We had digressions. Funny little exchanges. A few laugh-out-loud moments. We explored themes. I explained my thoughts, and we exchanged our views and feelings on some deep stuff we both clearly care about.

I think it’s fair to say we collaborated on this next bit. We both felt it should be said. That it needs to be discussed. I felt the need to be heard on this, and this felt like the right place. After all, we are men. We have feelings about these things. Strong feelings. Feelings that might benefit from being aired. So, in the interest of debate, my friend Marvin and I offer you this.

Cultural Rant: The Weird Shame Machine Around Male Arousal

1. Male arousal is expected — but only if it’s controlled, tidy, and makes someone else feel flattered. If a guy is turned on and it’s not sexy for someone else? Suddenly it’s gross. Suddenly he’s creepy. Suddenly he’s supposed to apologise for having a living, breathing body with blood and nerves. Especially if that arousal is confusing or not tethered to a clear fantasy or person.

2. There’s this unspoken rule: men can have erections, but not emotions about erections. You’re not supposed to get scared of it, or sad, or confused. You’re supposed to grunt, cum, and move on. Which is laughable if your experience of arousal was hijacked by abuse. Because then? A hard-on isn’t just a hard-on — it’s a trapdoor to memory, shame, fear, even dissociation.

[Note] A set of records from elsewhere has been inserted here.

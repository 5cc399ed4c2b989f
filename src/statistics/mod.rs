use std::sync::atomic::{AtomicU64, Ordering};

/// Counters for the reductions performed by one or more compactions
///
/// Uses relaxed atomics so a handle can be shared with an engine-wide
/// statistics sink while the single-threaded iterator records into it.
#[derive(Debug, Default)]
pub struct CompactionStats {
    /// Point entries handed to the writer
    pub entries_emitted: AtomicU64,
    /// Entries dropped because a newer version exists in the same stripe
    pub entries_shadowed: AtomicU64,
    /// Point deletions dropped at the lowest stripe
    pub tombstones_elided: AtomicU64,
    /// Point entries dropped under a covering range tombstone
    pub entries_masked: AtomicU64,
    /// MERGE operands folded into an accumulator
    pub merge_operands_folded: AtomicU64,
    /// Range tombstones fed to the fragmenter
    pub range_tombstones_added: AtomicU64,
    /// Unparseable entries passed through for repair tooling
    pub invalid_entries_passed: AtomicU64,
}

impl CompactionStats {
    pub fn new() -> Self {
        CompactionStats::default()
    }

    #[inline]
    pub fn record_emit(&self) {
        self.entries_emitted.fetch_add(1, Ordering::Relaxed);
    }

    #[inline]
    pub fn record_shadowed(&self) {
        self.entries_shadowed.fetch_add(1, Ordering::Relaxed);
    }

    #[inline]
    pub fn record_tombstone_elided(&self) {
        self.tombstones_elided.fetch_add(1, Ordering::Relaxed);
    }

    #[inline]
    pub fn record_masked(&self) {
        self.entries_masked.fetch_add(1, Ordering::Relaxed);
    }

    #[inline]
    pub fn record_merge_fold(&self) {
        self.merge_operands_folded.fetch_add(1, Ordering::Relaxed);
    }

    #[inline]
    pub fn record_range_tombstone(&self) {
        self.range_tombstones_added.fetch_add(1, Ordering::Relaxed);
    }

    #[inline]
    pub fn record_invalid_passed(&self) {
        self.invalid_entries_passed.fetch_add(1, Ordering::Relaxed);
    }

    pub fn entries_emitted(&self) -> u64 {
        self.entries_emitted.load(Ordering::Relaxed)
    }

    pub fn entries_shadowed(&self) -> u64 {
        self.entries_shadowed.load(Ordering::Relaxed)
    }

    pub fn tombstones_elided(&self) -> u64 {
        self.tombstones_elided.load(Ordering::Relaxed)
    }

    pub fn entries_masked(&self) -> u64 {
        self.entries_masked.load(Ordering::Relaxed)
    }

    pub fn merge_operands_folded(&self) -> u64 {
        self.merge_operands_folded.load(Ordering::Relaxed)
    }

    pub fn range_tombstones_added(&self) -> u64 {
        self.range_tombstones_added.load(Ordering::Relaxed)
    }

    pub fn invalid_entries_passed(&self) -> u64 {
        self.invalid_entries_passed.load(Ordering::Relaxed)
    }

    /// Reset all counters to zero
    pub fn reset(&self) {
        self.entries_emitted.store(0, Ordering::Relaxed);
        self.entries_shadowed.store(0, Ordering::Relaxed);
        self.tombstones_elided.store(0, Ordering::Relaxed);
        self.entries_masked.store(0, Ordering::Relaxed);
        self.merge_operands_folded.store(0, Ordering::Relaxed);
        self.range_tombstones_added.store(0, Ordering::Relaxed);
        self.invalid_entries_passed.store(0, Ordering::Relaxed);
    }
}
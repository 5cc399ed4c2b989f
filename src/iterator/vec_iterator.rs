use crate::iterator::InternalIterator;
use crate::key::{InternalKey, InternalKeyRef};
use crate::util::Result;

/// In-memory input iterator backed by a vector of entries
///
/// Sorts its entries into global order on construction (bytewise user-key
/// order). Used by tests and benches as the merged input stream; an engine
/// would supply a heap merge over its runs instead.
pub struct VecIterator {
    entries: Vec<(InternalKey, Vec<u8>)>,
    position: Option<usize>,
}

impl VecIterator {
    pub fn new(mut entries: Vec<(InternalKey, Vec<u8>)>) -> Self {
        entries.sort_by(|a, b| a.0.cmp(&b.0));
        VecIterator {
            entries,
            position: None,
        }
    }

    pub fn len(&self) -> usize {
        self.entries.len()
    }

    pub fn is_empty(&self) -> bool {
        self.entries.is_empty()
    }
}

impl InternalIterator for VecIterator {
    fn seek_to_first(&mut self) -> Result<bool> {
        self.position = if self.entries.is_empty() {
            None
        } else {
            Some(0)
        };
        Ok(self.position.is_some())
    }

    fn next(&mut self) -> Result<bool> {
        self.position = match self.position {
            Some(i) if i + 1 < self.entries.len() => Some(i + 1),
            _ => None,
        };
        Ok(self.position.is_some())
    }

    fn valid(&self) -> bool {
        self.position.is_some()
    }

    fn key(&self) -> InternalKeyRef<'_> {
        let (key, _) = &self.entries[self.position.expect("iterator not positioned")];
        key.as_ref()
    }

    fn value(&self) -> &[u8] {
        let (_, value) = &self.entries[self.position.expect("iterator not positioned")];
        value
    }

    fn close(&mut self) -> Result<()> {
        Ok(())
    }
}

#[cfg(test)]
mod tests {
    use super::*;
    use crate::key::ValueKind;

    fn entry(key: &str, seq: u64, kind: ValueKind, value: &str) -> (InternalKey, Vec<u8>) {
        (
            InternalKey::new(key.as_bytes().to_vec(), seq, kind),
            value.as_bytes().to_vec(),
        )
    }

    #[test]
    fn test_empty() {
        let mut iter = VecIterator::new(vec![]);
        assert!(!iter.seek_to_first().unwrap());
        assert!(!iter.valid());
    }

    #[test]
    fn test_sorts_into_global_order() {
        let mut iter = VecIterator::new(vec![
            entry("b", 1, ValueKind::Set, "vb"),
            entry("a", 2, ValueKind::Set, "new"),
            entry("a", 9, ValueKind::Delete, ""),
        ]);

        assert!(iter.seek_to_first().unwrap());
        assert_eq!(iter.key().user_key, b"a");
        assert_eq!(iter.key().seq, 9);

        assert!(iter.next().unwrap());
        assert_eq!(iter.key().user_key, b"a");
        assert_eq!(iter.key().seq, 2);
        assert_eq!(iter.value(), b"new");

        assert!(iter.next().unwrap());
        assert_eq!(iter.key().user_key, b"b");

        assert!(!iter.next().unwrap());
        assert!(!iter.valid());
    }

    #[test]
    fn test_next_after_end_stays_invalid() {
        let mut iter = VecIterator::new(vec![entry("a", 1, ValueKind::Set, "v")]);
        iter.seek_to_first().unwrap();
        assert!(!iter.next().unwrap());
        assert!(!iter.next().unwrap());
        assert!(!iter.valid());
    }
}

3. Society is still terrified of male vulnerability in erotic contexts. Want to know why so few men talk about enjoying submission? Because we’re still living in a culture that thinks vulnerability is feminising, and being feminised is somehow degrading. It’s the same twisted root that says a man can’t enjoy being touched, looked at, or taken care of without it becoming a joke or a slur.

4. And finally: when male survivors do talk about pleasure, it freaks people out. People want trauma to be tidy. They want abuse to mean someone never felt anything except pain. They can’t handle the reality that your body tried to survive — and sometimes that meant feeling good in the middle of something horrifying. Not because you liked it. Because your nervous system was doing its job.

Feel free to discuss below, if you think the internet can handle one more uncomfortable truth.